Establishment of a Rapid Micropropagation System for Kaempferia parviflora Wall. Ex Baker: Phytochemical Analysis of Leaf Extracts and Evaluation of Biological Activities.

This study aimed to establish a rapid in vitro plant regeneration method from rhizome buds of Kaempferia parviflora to obtain the valuable secondary metabolites with antioxidant and enzyme inhibition properties. The disinfection effect of silver oxide nanoparticles (AgO NPs) on rhizome and effects of plant growth regulators on shoot multiplication and subsequent rooting were investigated. Surface sterilization of rhizome buds with sodium hypochlorite was insufficient to control contamination.
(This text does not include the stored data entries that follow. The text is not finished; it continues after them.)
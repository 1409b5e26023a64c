//! Registry mapping Rust type paths to field kinds.
//!
//! The source extractor only sees type syntax, so it needs a table telling it
//! what `std::collections::HashMap<K, V>` or `uuid::Uuid` look like on the
//! wire. Built-in mappings cover std containers and the usual serde-friendly
//! crates; users can add, replace or remove entries.

use std::collections::HashMap;

use crate::types::FieldKind;

/// How a registered Rust path maps to a [`FieldKind`].
#[derive(Debug, Clone, PartialEq, Eq)]
pub enum TypeMapping {
    /// A fixed kind; type arguments are ignored.
    Kind(FieldKind),
    /// Transparent wrapper around its first type argument.
    Pointer,
    /// Sequence or set of its first type argument.
    Collection,
    /// Map from its first type argument to its second.
    Map,
}

impl TypeMapping {
    /// Number of type arguments the mapping consumes.
    pub fn arity(&self) -> usize {
        match self {
            TypeMapping::Kind(_) => 0,
            TypeMapping::Pointer | TypeMapping::Collection => 1,
            TypeMapping::Map => 2,
        }
    }

    /// Build the kind from the kinds of the consumed type arguments.
    ///
    /// Missing arguments resolve to [`FieldKind::Any`].
    pub fn resolve(&self, mut args: Vec<FieldKind>) -> FieldKind {
        args.resize(self.arity(), FieldKind::Any);
        let mut args = args.into_iter();
        let mut next = || args.next().unwrap_or(FieldKind::Any);
        match self {
            TypeMapping::Kind(kind) => kind.clone(),
            TypeMapping::Pointer => FieldKind::pointer(next()),
            TypeMapping::Collection => FieldKind::collection(next()),
            TypeMapping::Map => {
                let key = next();
                FieldKind::map(key, next())
            }
        }
    }
}

/// Fully-qualified Rust type path -> [`TypeMapping`].
///
/// # Built-in mappings
///
/// | Rust type | Kind |
/// |-----------|------|
/// | `Option<T>`, `Box<T>`, `Rc<T>`, `Arc<T>`, `Cow<T>`, `triomphe::Arc<T>` | pointer to `T` |
/// | `Vec<T>`, `VecDeque<T>`, `LinkedList<T>`, `BinaryHeap<T>`, `HashSet<T>`, `BTreeSet<T>` | collection of `T` |
/// | `indexmap::IndexSet<T>`, `hashbrown::HashSet<T>`, `smallvec::SmallVec<[T; N]>`, `thin_vec::ThinVec<T>`, `arrayvec::ArrayVec<T, N>`, `tinyvec::TinyVec<[T; N]>` | collection of `T` |
/// | `HashMap<K, V>`, `BTreeMap<K, V>`, `indexmap::IndexMap<K, V>`, `hashbrown::HashMap<K, V>`, `serde_json::Map<K, V>` | map |
/// | `uuid::Uuid`, `chrono::{DateTime, NaiveDate, NaiveDateTime, NaiveTime}`, `rust_decimal::Decimal`, `smol_str::SmolStr`, `compact_str::CompactString`, `PathBuf`, `IpAddr`, `SocketAddr` | string |
/// | `NonZeroU32` and the other `std::num::NonZero*` types | number |
/// | `bytes::Bytes`, `bytes::BytesMut`, `serde_bytes::ByteBuf` | bytes |
/// | `serde_json::Value` | any |
///
/// # Custom mappings
///
/// ```
/// use typescriptify::{Converter, FieldKind, TypeMapping};
///
/// let mut converter = Converter::new();
/// converter.register_type("my_crate::Id", TypeMapping::Kind(FieldKind::String));
/// ```
#[derive(Debug, Clone)]
pub struct TypeRegistry {
    mappings: HashMap<String, TypeMapping>,
}

impl TypeRegistry {
    /// Create an empty registry with no mappings.
    pub fn new() -> Self {
        Self {
            mappings: HashMap::new(),
        }
    }

    /// Create a registry pre-populated with the built-in mappings.
    pub fn with_builtins() -> Self {
        let mut registry = Self::new();
        registry.register_builtins();
        registry
    }

    pub fn register_builtins(&mut self) {
        for path in [
            "std::option::Option",
            "std::boxed::Box",
            "std::rc::Rc",
            "std::sync::Arc",
            "std::borrow::Cow",
            "alloc::boxed::Box",
            "alloc::rc::Rc",
            "alloc::sync::Arc",
            "triomphe::Arc",
        ] {
            self.register(path, TypeMapping::Pointer);
        }

        for path in [
            "std::vec::Vec",
            "std::collections::VecDeque",
            "std::collections::LinkedList",
            "std::collections::BinaryHeap",
            "std::collections::HashSet",
            "std::collections::BTreeSet",
            "alloc::vec::Vec",
            "hashbrown::HashSet",
            "indexmap::IndexSet",
            "smallvec::SmallVec",
            "thin_vec::ThinVec",
            "arrayvec::ArrayVec",
            "tinyvec::TinyVec",
        ] {
            self.register(path, TypeMapping::Collection);
        }

        for path in [
            "std::collections::HashMap",
            "std::collections::BTreeMap",
            "hashbrown::HashMap",
            "indexmap::IndexMap",
            "serde_json::Map",
        ] {
            self.register(path, TypeMapping::Map);
        }

        for path in [
            "uuid::Uuid",
            "chrono::DateTime",
            "chrono::NaiveDate",
            "chrono::NaiveDateTime",
            "chrono::NaiveTime",
            "rust_decimal::Decimal",
            "smol_str::SmolStr",
            "compact_str::CompactString",
            "std::path::PathBuf",
            "std::net::IpAddr",
            "std::net::Ipv4Addr",
            "std::net::Ipv6Addr",
            "std::net::SocketAddr",
        ] {
            self.register(path, TypeMapping::Kind(FieldKind::String));
        }

        for width in ["8", "16", "32", "64", "128", "size"] {
            self.register(
                format!("std::num::NonZeroU{width}"),
                TypeMapping::Kind(FieldKind::Number),
            );
            self.register(
                format!("std::num::NonZeroI{width}"),
                TypeMapping::Kind(FieldKind::Number),
            );
        }

        for path in ["bytes::Bytes", "bytes::BytesMut", "serde_bytes::ByteBuf"] {
            self.register(path, TypeMapping::Kind(FieldKind::Bytes));
        }

        self.register("serde_json::Value", TypeMapping::Kind(FieldKind::Any));
    }

    /// Register a mapping for a fully-qualified Rust type path, replacing any
    /// existing one.
    pub fn register(&mut self, path: impl Into<String>, mapping: TypeMapping) {
        self.mappings.insert(path.into(), mapping);
    }

    pub fn get(&self, path: &str) -> Option<&TypeMapping> {
        self.mappings.get(path)
    }

    pub fn contains(&self, path: &str) -> bool {
        self.mappings.contains_key(path)
    }

    pub fn unregister(&mut self, path: &str) -> Option<TypeMapping> {
        self.mappings.remove(path)
    }
}

impl Default for TypeRegistry {
    fn default() -> Self {
        Self::with_builtins()
    }
}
However, immersing rhizome buds in 100 mg L-1 AgO NPs for 60 min eliminated contamination without affecting the survival of explants. The number of shoots (12.2) produced per rhizome bud was higher in Murashige and Skoog (MS) medium containing 8 µM of 6-Benzyladenine (6-BA) and 0.5 µM of Thidiazuron (TDZ) than other treatments. The highest number of roots (24), with a mean root length of 7.8 cm and the maximum shoot length (9.8 cm), were obtained on medium MS with 2 µM of Indole-3-butyric acid (IBA). A survival rate of 98% was attained when plantlets of K. parviflora were acclimatized in a growth room. Liquid chromatography with tandem mass spectrometry (LC-MS/MS) was used to determine the chemical profile of K. parviflora leaf extracts. Results showed that several biologically active flavonoids reported in rhizomes were also present in leaf tissues of both in vitro cultured and ex vitro (greenhouse-grown) plantlets of K. parviflora. We found 40 and 36 compounds in in vitro cultured and ex vitro grown leaf samples, respectively. Greenhouse leaves exhibited more potent antioxidant activities than leaves from in vitro cultures. A higher acetylcholinesterase inhibitory ability was obtained for greenhouse leaves (1.07 mg/mL). However, leaves from in vitro cultures exhibited stronger butyrylcholinesterase inhibitory abilities. These results suggest that leaves of K. parviflora, as major byproducts of black ginger cultivation, could be used as valuable alternative sources for extracting bioactive compounds.